Tema 966 passa a ser referência obrigatória
As decisões reforçam que apenas verbas expressamente reconhecidas pelo Tema 966 podem ser pagas aos membros dessas instituições. O STF deixou claro que qualquer inovação remuneratória fora das hipóteses já autorizadas representa afronta direta ao entendimento consolidado pela Corte.
Segundo os despachos, a vedação alcança inclusive benefícios instituídos após o julgamento definitivo do tema, concluído em março de 2026.
O ministro Flávio Dino afirmou que estão proibidos:
- Criação de novas parcelas indenizatórias
- Implantação de benefícios sem previsão autorizada
- Pagamentos acima do teto constitucional sem respaldo jurídico
- Rubricas criadas para ampliar remuneração de agentes públicos
Decisão amplia exigências de transparência
Além de impedir novos benefícios, o STF também determinou medidas mais rígidas de publicidade dos pagamentos realizados pelos órgãos públicos.
A partir da decisão, tribunais e demais instituições deverão divulgar mensalmente, em seus portais oficiais, os valores recebidos por seus membros com detalhamento completo das verbas pagas.
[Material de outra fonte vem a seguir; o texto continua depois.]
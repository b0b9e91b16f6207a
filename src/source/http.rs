use percent_encoding::{AsciiSet, CONTROLS, utf8_percent_encode};
use reqwest::Response;
use tracing::warn;

use super::SourceError;

/// Several sources serve stripped pages (or nothing) to non-browser agents.
pub(crate) const BROWSER_USER_AGENT: &str = "Mozilla/5.0 (Windows NT 10.0; Win64; x64) AppleWebKit/537.36 (KHTML, like Gecko) Chrome/130.0.0.0 Safari/537.36";

const MAX_RESPONSE_BYTES: usize = 5_000_000;

/// Characters to percent-encode inside a single URL path segment.
const SEGMENT_ENCODE_SET: &AsciiSet = &CONTROLS
    .add(b' ')
    .add(b'/')
    .add(b'?')
    .add(b'#')
    .add(b'%')
    .add(b'&')
    .add(b'+')
    .add(b'[')
    .add(b']')
    .add(b';')
    .add(b'=');

pub(super) fn encode_segment(s: &str) -> String {
    utf8_percent_encode(s, SEGMENT_ENCODE_SET).to_string()
}

/// Pass 2xx responses through; turn anything else into [`SourceError::Upstream`].
pub(super) async fn require_success(response: Response) -> Result<Response, SourceError> {
    let status = response.status();
    if status.is_success() {
        return Ok(response);
    }
    let body = response.text().await.unwrap_or_default();
    let snippet: String = body.chars().take(200).collect();
    warn!(status = %status, "upstream returned non-success status");
    let message = if snippet.trim().is_empty() {
        format!("HTTP {status}")
    } else {
        format!("HTTP {status}: {}", snippet.trim())
    };
    Err(SourceError::upstream(status.as_u16(), message))
}

/// Read the body as text, refusing anything larger than [`MAX_RESPONSE_BYTES`].
pub(super) async fn read_body(response: Response) -> Result<String, SourceError> {
    let status = response.status().as_u16();
    if let Some(len) = response.content_length()
        && len as usize > MAX_RESPONSE_BYTES
    {
        return Err(SourceError::upstream(status, "response too large"));
    }

    let mut body = Vec::new();
    let mut stream = response;
    while let Some(chunk) = stream.chunk().await? {
        body.extend_from_slice(&chunk);
        if body.len() > MAX_RESPONSE_BYTES {
            return Err(SourceError::upstream(status, "response too large"));
        }
    }
    Ok(String::from_utf8_lossy(&body).into_owned())
}

/// Read the body as a JSON document. Malformed JSON is an upstream fault.
pub(super) async fn read_json(response: Response) -> Result<serde_json::Value, SourceError> {
    let status = response.status().as_u16();
    let body = read_body(response).await?;
    serde_json::from_str(&body)
        .map_err(|e| SourceError::upstream(status, format!("unexpected response format: {e}")))
}

#[cfg(test)]
mod tests {
    use super::*;
    use reqwest::Client;
    use wiremock::matchers::{method, path};
    use wiremock::{Mock, MockServer, ResponseTemplate};

    #[test]
    fn encode_segment_escapes_path_breakers() {
        assert_eq!(encode_segment("MH12AB1234"), "MH12AB1234");
        assert_eq!(encode_segment("a/b?c#d"), "a%2Fb%3Fc%23d");
        assert_eq!(encode_segment("x y"), "x%20y");
    }

    #[tokio::test]
    async fn require_success_maps_status_and_body() {
        let server = MockServer::start().await;
        Mock::given(method("GET"))
            .and(path("/down"))
            .respond_with(ResponseTemplate::new(503).set_body_string("maintenance"))
            .mount(&server)
            .await;

        let response = Client::new()
            .get(format!("{}/down", server.uri()))
            .send()
            .await
            .unwrap();
        match require_success(response).await {
            Err(SourceError::Upstream { code, message }) => {
                assert_eq!(code, 503);
                assert!(message.contains("maintenance"), "got: {message}");
            }
            other => panic!("expected Upstream, got: {other:?}"),
        }
    }

    #[tokio::test]
    async fn read_json_rejects_html() {
        let server = MockServer::start().await;
        Mock::given(method("GET"))
            .and(path("/html"))
            .respond_with(ResponseTemplate::new(200).set_body_string("<html></html>"))
            .mount(&server)
            .await;

        let response = Client::new()
            .get(format!("{}/html", server.uri()))
            .send()
            .await
            .unwrap();
        let err = read_json(response).await.unwrap_err();
        assert!(matches!(err, SourceError::Upstream { code: 200, .. }));
    }

    #[tokio::test]
    async fn read_body_rejects_oversized() {
        let server = MockServer::start().await;
        Mock::given(method("GET"))
            .and(path("/huge"))
            .respond_with(
                ResponseTemplate::new(200).set_body_string("x".repeat(MAX_RESPONSE_BYTES + 1)),
            )
            .mount(&server)
            .await;

        let response = Client::new()
            .get(format!("{}/huge", server.uri()))
            .send()
            .await
            .unwrap();
        let err = read_body(response).await.unwrap_err();
        assert!(err.to_string().contains("too large"), "got: {err}");
    }
}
Entre as informações exigidas estão:
- Salário-base
- Benefícios indenizatórios
- Auxílios e gratificações
- Valores eventuais recebidos no período
A determinação busca ampliar o controle social sobre os gastos públicos e facilitar a fiscalização da utilização de recursos.
Gestores poderão ser responsabilizados
O STF também estabeleceu que o descumprimento das determinações poderá gerar responsabilização nas esferas penal, civil e administrativa.
Segundo o entendimento da Corte, presidentes de tribunais, procuradores-gerais, defensores públicos e demais ordenadores de despesa poderão responder diretamente por pagamentos considerados irregulares ou pela ausência de transparência nas informações divulgadas.
A decisão reforça o movimento do Supremo de restringir mecanismos utilizados para ampliar remunerações no serviço público além do teto constitucional, consolidando entendimento mais rigoroso sobre a legalidade dessas verbas.